Keruntuhan rezim Bashar al-Assad di Suriah telah mendorong Israel mengambil langkah militer besar-besaran, termasuk serangan udara ke berbagai target strategis dan pengiriman pasukan darat melintasi zona penyangga yang selama ini didemiliterisasi. Langkah ini merupakan yang pertama kalinya dilakukan dalam 50 tahun terakhir.
Dalam konferensi pers pada Senin malam, Perdana Menteri Israel Benjamin Netanyahu menggambarkan situasi tersebut sebagai “babak baru yang penuh perubahan.” Ia mengklaim bahwa jatuhnya rezim Assad adalah hasil dari tekanan besar yang telah diberikan Israel terhadap kelompok-kelompok seperti Hamas, Hezbollah, dan Iran.
“Poros ini belum sepenuhnya hilang, tetapi kita sedang menciptakan perubahan besar di Timur Tengah,” kata Netanyahu.
Kegagalan Assad dianggap sebagai pukulan telak bagi Iran, yakni sekutu utama Suriah, yang menggunakan wilayah tersebut untuk memasok persenjataan ke Hezbollah di Lebanon. Namun, di sisi lain, Israel khawatir bahwa kejatuhan Assad bisa membuka jalan bagi kelompok-kelompok Islam radikal untuk menguasai Suriah, yang berbatasan langsung dengan wilayah Dataran Tinggi Golan yang diduduki Israel.

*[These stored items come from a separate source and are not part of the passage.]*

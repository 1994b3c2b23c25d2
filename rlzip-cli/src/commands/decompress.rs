//! Decompress command implementation.

use crate::error::Result;
use crate::utils::{
    confirm_overwrite, copy_metadata, create_progress_bar, default_decompressed_name,
    format_ratio, format_size, read_input, remove_input_unless_kept,
};
use rlzip_format::stream::{TrailingDataPolicy, decode_stream};
use std::fs::File;
use std::io::{BufWriter, Cursor, Write, stdout};
use std::path::{Path, PathBuf};

#[allow(clippy::too_many_arguments)]
pub fn cmd_decompress(
    files: &[PathBuf],
    output: Option<&Path>,
    to_stdout: bool,
    keep: bool,
    force: bool,
    verbose: bool,
    trailing: TrailingDataPolicy,
) -> Result<()> {
    if files.is_empty() {
        return Err("no input files given".into());
    }
    if output.is_some() && files.len() > 1 {
        return Err("--output requires a single input file".into());
    }

    let progress = create_progress_bar(files.len() as u64, verbose && files.len() > 1);

    if to_stdout {
        let mut out = BufWriter::new(stdout().lock());
        for file in files {
            let compressed = read_input(file)?;
            let infos = decode_stream(Cursor::new(compressed.as_slice()), &mut out, trailing)?;
            if verbose {
                report(file, compressed.len(), &infos);
            }
            remove_input_unless_kept(file, true, true);
            progress.inc(1);
        }
        out.flush()?;
        progress.finish_and_clear();
        return Ok(());
    }

    for file in files {
        let compressed = read_input(file)?;
        let out_path = match output {
            Some(p) => p.to_path_buf(),
            None => default_decompressed_name(file).ok_or_else(|| {
                format!(
                    "{}: unknown suffix, use --output to name the decompressed file",
                    file.display()
                )
            })?,
        };

        if !confirm_overwrite(&out_path, force)? {
            println!("Skipping {}", file.display());
            continue;
        }

        let mut out = BufWriter::new(File::create(&out_path)?);
        let infos = decode_stream(Cursor::new(compressed.as_slice()), &mut out, trailing)?;
        out.flush()?;

        copy_metadata(file, &out_path);
        remove_input_unless_kept(file, keep, false);

        if verbose {
            report(file, compressed.len(), &infos);
            println!("  -> {}", out_path.display());
        }
        progress.inc(1);
    }

    progress.finish_and_clear();
    Ok(())
}

fn report(file: &Path, compressed_size: u64, infos: &[rlzip_format::MemberInfo]) {
    let decompressed: u64 = infos.iter().map(|m| m.data_size).sum();
    println!(
        "{}: {} -> {} ({} member{}, {})",
        file.display(),
        format_size(compressed_size),
        format_size(decompressed),
        infos.len(),
        if infos.len() == 1 { "" } else { "s" },
        format_ratio(decompressed, compressed_size)
    );
}

#[cfg(test)]
mod tests {
    use super::*;
    use rlzip_core::CompressionLevel;
    use rlzip_format::stream::encode_stream;
    use rlzip_lzma::EncoderOptions;

    #[test]
    fn test_decompress_roundtrip_buffer() {
        let opts = EncoderOptions::from_level(CompressionLevel::DEFAULT);
        let data = b"hello, rlzip\n".to_vec();
        let mut compressed = Vec::new();
        encode_stream(&data, &opts, 0, &mut compressed).unwrap();

        let mut out = Vec::new();
        let infos =
            decode_stream(Cursor::new(&compressed), &mut out, TrailingDataPolicy::Strict)
                .unwrap();
        assert_eq!(out, data);
        assert_eq!(infos.len(), 1);
    }
}
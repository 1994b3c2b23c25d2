//! Binary-tree match finder (§4.5, levels 5-9).
//!
//! Each position is inserted as a node of a binary search tree keyed by the
//! bytes starting at that position, maintained incrementally: inserting a
//! new position walks down from the hash bucket's root, splitting the
//! existing chain into a "shorter than new node" branch and a "longer"
//! branch as it goes, the classic `BT4`-style insert used by the LZMA SDK.
//! Unlike that SDK this keeps the whole input in memory, so tree nodes are
//! addressed directly by absolute position instead of a cyclic buffer index
//! - the dictionary-size cutoff is still enforced by distance, it just
//! doesn't need modular arithmetic to find it.

use super::MatchCandidate;
use crate::model::MATCH_LEN_MIN;

const HASH_BITS: u32 = 16;
const HASH_SIZE: usize = 1 << HASH_BITS;
const NIL: u32 = u32::MAX;

fn hash3(data: &[u8]) -> usize {
    let mut h = 0x811c_9dc5u32;
    h ^= data[0] as u32;
    h = h.wrapping_mul(0x0100_0193);
    h ^= data[1] as u32;
    h = h.wrapping_mul(0x0100_0193);
    h ^= data[2] as u32;
    h = h.wrapping_mul(0x0100_0193);
    (h as usize) & (HASH_SIZE - 1)
}

/// Binary-tree matcher, used for levels 5-9.
pub struct BinaryTreeMatchFinder {
    dict_size: usize,
    nice_len: usize,
    depth_limit: usize,
    hash_head: Vec<u32>,
    /// `son[pos] = [left_child, right_child]`, `NIL` for absent.
    son: Vec<[u32; 2]>,
}

impl BinaryTreeMatchFinder {
    /// Build a matcher over an input of `data_len` bytes.
    pub fn new(data_len: usize, dict_size: usize, nice_len: usize, depth_limit: usize) -> Self {
        Self {
            dict_size: dict_size.max(1),
            nice_len: nice_len.max(MATCH_LEN_MIN),
            depth_limit: depth_limit.max(1),
            hash_head: vec![NIL; HASH_SIZE],
            son: vec![[NIL, NIL]; data_len],
        }
    }

    pub(super) fn insert_and_get_matches(
        &mut self,
        data: &[u8],
        pos: usize,
        match_len_limit: usize,
    ) -> Vec<MatchCandidate> {
        let mut matches = Vec::new();
        let max_len = (data.len() - pos).min(match_len_limit);
        if max_len < 3 {
            return matches;
        }

        let hash = hash3(&data[pos..]);
        let mut cur_match = self.hash_head[hash];
        self.hash_head[hash] = pos as u32;

        // Insertion points: the right child of the last node visited on the
        // "data here sorts before pos" side, and the left child of the last
        // node visited on the "sorts after pos" side.
        let mut left_node = pos;
        let mut right_node = pos;
        let mut len_left = 0usize;
        let mut len_right = 0usize;
        let mut best_len = MATCH_LEN_MIN - 1;
        let mut depth = self.depth_limit;

        loop {
            let cm = cur_match;
            if cm == NIL || depth == 0 {
                self.son[left_node][1] = NIL;
                self.son[right_node][0] = NIL;
                break;
            }
            depth -= 1;

            let cand = cm as usize;
            let dist = pos - cand;
            if dist > self.dict_size {
                self.son[left_node][1] = NIL;
                self.son[right_node][0] = NIL;
                break;
            }

            let mut len = len_left.min(len_right);
            while len < max_len && data[cand + len] == data[pos + len] {
                len += 1;
            }

            if len > best_len {
                best_len = len;
                matches.push(MatchCandidate {
                    len: len as u32,
                    dist: (dist - 1) as u32,
                });
                if len >= self.nice_len || len >= max_len {
                    self.son[left_node][1] = self.son[cand][1];
                    self.son[right_node][0] = self.son[cand][0];
                    break;
                }
            }

            if len >= max_len {
                self.son[left_node][1] = self.son[cand][1];
                self.son[right_node][0] = self.son[cand][0];
                break;
            }

            if data[cand + len] < data[pos + len] {
                self.son[left_node][1] = cm;
                left_node = cand;
                len_left = len;
                cur_match = self.son[cand][1];
            } else {
                self.son[right_node][0] = cm;
                right_node = cand;
                len_right = len;
                cur_match = self.son[cand][0];
            }
        }

        matches
    }
}

#[cfg(test)]
mod tests {
    use super::*;

    #[test]
    fn test_finds_longest_and_ascending() {
        let data = b"mississippi mississippi mississippi";
        let mut mf = BinaryTreeMatchFinder::new(data.len(), 1 << 16, 32, 64);
        let mut longest_seen = 0u32;
        for pos in 0..data.len() {
            let matches = mf.insert_and_get_matches(data, pos, 273);
            for w in matches.windows(2) {
                assert!(w[0].len < w[1].len);
            }
            if let Some(m) = matches.last() {
                longest_seen = longest_seen.max(m.len);
            }
        }
        assert!(longest_seen >= 12);
    }

    #[test]
    fn test_no_self_match() {
        let data = b"abcdefgh";
        let mut mf = BinaryTreeMatchFinder::new(data.len(), 1 << 16, 32, 64);
        let matches = mf.insert_and_get_matches(data, 0, 273);
        assert!(matches.is_empty());
    }
}
//! Compress command implementation.

use crate::error::Result;
use crate::utils::{
    confirm_overwrite, copy_metadata, create_progress_bar, default_compressed_name, format_ratio,
    format_size, read_input, remove_input_unless_kept,
};
use rlzip_core::CompressionLevel;
use rlzip_format::stream::encode_stream;
use rlzip_lzma::EncoderOptions;
use std::fs::File;
use std::io::{BufWriter, Write, stdout};
use std::path::{Path, PathBuf};

#[allow(clippy::too_many_arguments)]
pub fn cmd_compress(
    files: &[PathBuf],
    output: Option<&Path>,
    to_stdout: bool,
    level: u8,
    member_size: u64,
    keep: bool,
    force: bool,
    verbose: bool,
) -> Result<()> {
    if files.is_empty() {
        return Err("no input files given".into());
    }
    if output.is_some() && files.len() > 1 {
        return Err("--output requires a single input file".into());
    }

    let opts = EncoderOptions::from_level(CompressionLevel::new(level));
    let progress = create_progress_bar(files.len() as u64, verbose && files.len() > 1);

    if to_stdout {
        let mut out = BufWriter::new(stdout().lock());
        for file in files {
            let data = read_input(file)?;
            let infos = encode_stream(data.as_slice(), &opts, member_size, &mut out)?;
            if verbose {
                report(file, data.len(), &infos);
            }
            remove_input_unless_kept(file, true, true);
            progress.inc(1);
        }
        out.flush()?;
        progress.finish_and_clear();
        return Ok(());
    }

    for file in files {
        let data = read_input(file)?;
        let out_path = match output {
            Some(p) => p.to_path_buf(),
            None => default_compressed_name(file),
        };

        if !confirm_overwrite(&out_path, force)? {
            println!("Skipping {}", file.display());
            continue;
        }

        let mut out = BufWriter::new(File::create(&out_path)?);
        let infos = encode_stream(data.as_slice(), &opts, member_size, &mut out)?;
        out.flush()?;

        copy_metadata(file, &out_path);
        remove_input_unless_kept(file, keep, false);

        if verbose {
            report(file, data.len(), &infos);
            println!("  -> {}", out_path.display());
        }
        progress.inc(1);
    }

    progress.finish_and_clear();
    Ok(())
}

fn report(file: &Path, input_size: u64, infos: &[rlzip_format::MemberInfo]) {
    let compressed: u64 = infos.iter().map(|m| m.member_size).sum();
    println!(
        "{}: {} -> {} ({} member{}, {})",
        file.display(),
        format_size(input_size),
        format_size(compressed),
        infos.len(),
        if infos.len() == 1 { "" } else { "s" },
        format_ratio(input_size, compressed)
    );
}
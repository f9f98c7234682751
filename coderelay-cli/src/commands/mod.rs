//! CLI command implementations.

pub mod providers;
pub mod reset;
pub mod route;
pub mod status;
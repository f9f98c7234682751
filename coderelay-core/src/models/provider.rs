//! Provider description types.
//!
//! - [`Capability`] - What a provider's tool can do
//! - [`ProviderInfo`] - Static description reported by `Provider::info`

use serde::{Deserialize, Serialize};

// ============================================================================
// Capability
// ============================================================================

/// A capability advertised by a provider.
#[derive(Debug, Clone, Copy, PartialEq, Eq, Hash, Serialize, Deserialize)]
#[serde(rename_all = "snake_case")]
pub enum Capability {
    /// Free-form code generation.
    Generate,
    /// Reviewing existing code.
    Review,
    /// Multi-file edits in a working directory.
    Edit,
    /// Accepts context files.
    Files,
    /// Emits incremental output.
    Streaming,
    /// Emits machine-readable JSON.
    Json,
}

impl Capability {
    /// Returns the display name.
    pub fn display_name(&self) -> &'static str {
        match self {
            Self::Generate => "generate",
            Self::Review => "review",
            Self::Edit => "edit",
            Self::Files => "files",
            Self::Streaming => "streaming",
            Self::Json => "json",
        }
    }
}

// ============================================================================
// Provider Info
// ============================================================================

/// Static provider description.
#[derive(Debug, Clone, PartialEq, Eq, Serialize, Deserialize)]
#[serde(rename_all = "camelCase")]
pub struct ProviderInfo {
    /// Provider id (`claude`, `codex`, ...).
    pub id: String,
    /// Human-readable name.
    pub display_name: String,
    /// Backing binary name or path.
    pub binary: String,
    /// Whether `run_stream` emits real deltas.
    pub supports_streaming: bool,
    /// Whether the tool is asked for JSON output.
    pub prefers_json: bool,
    /// Advertised capabilities.
    pub capabilities: Vec<Capability>,
}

Menteri Luar Negeri Israel, Gideon Sa’ar, menyatakan bahwa serangan udara Israel menargetkan fasilitas militer Suriah yang menyimpan senjata kimia dan rudal jarak jauh. Langkah ini bertujuan mencegah senjata-senjata tersebut jatuh ke tangan ekstremis.
“Situasi ini sangat penting bagi keamanan Israel. Kami tidak bisa membiarkan senjata-senjata berbahaya ini digunakan oleh pihak yang tidak bertanggung jawab,” ujarnya.

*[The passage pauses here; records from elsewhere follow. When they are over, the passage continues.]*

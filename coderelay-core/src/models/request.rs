//! Coding request types.

use serde::{Deserialize, Serialize};
use std::path::PathBuf;

/// Mode used when a request does not name one.
pub const DEFAULT_MODE: &str = "general";

// ============================================================================
// Coding Request
// ============================================================================

/// A single coding request to route to a provider.
///
/// Requests are immutable once handed to the router.
#[derive(Debug, Clone, PartialEq, Serialize, Deserialize)]
#[serde(rename_all = "camelCase")]
pub struct CodingRequest {
    /// The prompt text.
    pub prompt: String,
    /// Task mode (e.g. `general`, `review`, `refactor`).
    #[serde(default = "default_mode")]
    pub mode: String,
    /// Explicit provider id; bypasses the configured order.
    #[serde(default)]
    pub provider: Option<String>,
    /// Files to hand to the provider as context.
    #[serde(default)]
    pub files: Vec<PathBuf>,
    /// Optional generation parameters.
    #[serde(default)]
    pub params: GenerationParams,
}

fn default_mode() -> String {
    DEFAULT_MODE.to_string()
}

impl CodingRequest {
    /// Creates a request in the default mode.
    pub fn new(prompt: impl Into<String>) -> Self {
        Self {
            prompt: prompt.into(),
            mode: default_mode(),
            provider: None,
            files: Vec::new(),
            params: GenerationParams::default(),
        }
    }

    /// Sets the task mode.
    pub fn with_mode(mut self, mode: impl Into<String>) -> Self {
        self.mode = mode.into();
        self
    }

    /// Pins the request to one provider.
    pub fn with_provider(mut self, provider: impl Into<String>) -> Self {
        self.provider = Some(provider.into());
        self
    }

    /// Adds a context file.
    pub fn with_file(mut self, path: impl Into<PathBuf>) -> Self {
        self.files.push(path.into());
        self
    }

    /// Sets the model parameter.
    pub fn with_model(mut self, model: impl Into<String>) -> Self {
        self.params.model = Some(model.into());
        self
    }
}

// ============================================================================
// Generation Parameters
// ============================================================================

/// Optional model tuning parameters.
///
/// Providers ignore what their tool cannot express.
#[derive(Debug, Clone, Default, PartialEq, Serialize, Deserialize)]
#[serde(rename_all = "camelCase")]
pub struct GenerationParams {
    /// Model name override.
    pub model: Option<String>,
    /// Maximum output tokens.
    pub max_tokens: Option<u32>,
    /// Sampling temperature.
    pub temperature: Option<f32>,
}

#[cfg(test)]
mod tests {
    use super::*;

    #[test]
    fn test_builder_defaults() {
        let request = CodingRequest::new("fix the bug");
        assert_eq!(request.mode, DEFAULT_MODE);
        assert!(request.provider.is_none());
        assert!(request.files.is_empty());
    }

    #[test]
    fn test_deserialize_without_mode() {
        let request: CodingRequest = serde_json::from_str(r#"{"prompt":"hi"}"#).unwrap();
        assert_eq!(request.mode, "general");
        assert_eq!(request.params, GenerationParams::default());
    }
}
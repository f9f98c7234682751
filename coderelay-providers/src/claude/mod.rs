//! Claude (Anthropic) provider preset.
//!
//! Runs `claude -p <prompt> --output-format json` and reads the `result`
//! field of the JSON document. Token usage comes from the `usage` object.

mod descriptor;

pub use descriptor::{CLAUDE_ID, claude_descriptor};
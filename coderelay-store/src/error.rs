//! Store error types.

use thiserror::Error;

/// Errors that can occur in the store.
#[derive(Debug, Error)]
pub enum StoreError {
    /// IO error.
    #[error("IO error: {0}")]
    Io(#[from] std::io::Error),

    /// Serialization error.
    #[error("Serialization error: {0}")]
    Serialization(#[from] serde_json::Error),

    /// The state document was written by a newer version.
    #[error("Unsupported state version {found} (expected at most {supported})")]
    UnsupportedVersion {
        /// Version found on disk.
        found: u32,
        /// Highest version this build understands.
        supported: u32,
    },
}

impl StoreError {
    /// Returns true if the file simply does not exist yet.
    pub fn is_not_found(&self) -> bool {
        matches!(self, StoreError::Io(e) if e.kind() == std::io::ErrorKind::NotFound)
    }
}
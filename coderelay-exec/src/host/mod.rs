//! Host APIs for CodeRelay providers.
//!
//! - [`process`] - Subprocess execution for CLI tools
//! - [`lookup`] - Binary lookup on PATH

pub mod lookup;
pub mod process;

// Re-export key types
pub use lookup::{BinaryLookup, PathLookup};
pub use process::{
    CommandSpec, ProcessEvent, ProcessOutput, ProcessRunner, ProcessStream, RunOptions,
};
//! Status command - per-provider counters, errors and cooldowns.

use anyhow::Result;
use clap::Args;
use std::collections::BTreeSet;
use tracing::info;

use crate::app::App;
use crate::output::{JsonFormatter, StatusRow, TextFormatter};
use crate::{Cli, ExitCode, OutputFormat};

/// Arguments for the status command.
#[derive(Args, Debug)]
pub struct StatusArgs {
    /// Show only this provider.
    #[arg(long, short)]
    pub provider: Option<String>,
}

/// Runs the status command.
pub async fn run(args: &StatusArgs, cli: &Cli) -> Result<ExitCode> {
    let app = App::load(cli).await?;
    let now = app.clock.now();

    let ids: Vec<String> = match &args.provider {
        Some(id) => vec![id.clone()],
        None => {
            // Providers with recorded state may no longer be configured.
            let snapshot = app.state.snapshot().await;
            app.factory
                .known_ids()
                .into_iter()
                .chain(snapshot.providers.into_keys())
                .collect::<BTreeSet<_>>()
                .into_iter()
                .collect()
        }
    };

    info!(providers = ids.len(), "Showing status");

    let mut rows = Vec::with_capacity(ids.len());
    for id in ids {
        let state = app.state.get_provider_state(&id).await;
        let daily_limit = app.config().credit_policy(&id).and_then(|p| p.daily_limit());
        rows.push(StatusRow {
            id,
            state,
            daily_limit,
        });
    }

    // Reading may have rolled a day over.
    app.state.flush().await;

    match cli.format {
        OutputFormat::Text => {
            let formatter = TextFormatter::new(!cli.no_color);
            let blocks: Vec<String> = rows.iter().map(|row| formatter.format_status(row, now)).collect();
            println!("{}", blocks.join("\n\n"));
        }
        OutputFormat::Json => {
            println!("{}", JsonFormatter::new(cli.pretty).format_status(&rows, now)?);
        }
    }

    Ok(ExitCode::Success)
}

Kerusakan Parah pada Fasilitas Militer Suriah
Saksi mata di Damaskus melaporkan adanya ledakan besar yang mengguncang kota pada Selasa dini hari, melanjutkan serangan udara yang dimulai pada akhir pekan. Sebuah kelompok aktivis bernama Voice of the Capital menyebut serangan ini sebagai yang paling ganas dalam 15 tahun terakhir di Damaskus.
Menteri Pertahanan Israel, Israel Katz, mengonfirmasi bahwa serangan terbaru Israel telah menghancurkan armada angkatan laut Suriah di pelabuhan Latakia. Ia menyebut operasi tersebut sebagai “kesuksesan besar.” Foto-foto dari lokasi kejadian menunjukkan kapal-kapal militer yang hancur di pelabuhan tersebut.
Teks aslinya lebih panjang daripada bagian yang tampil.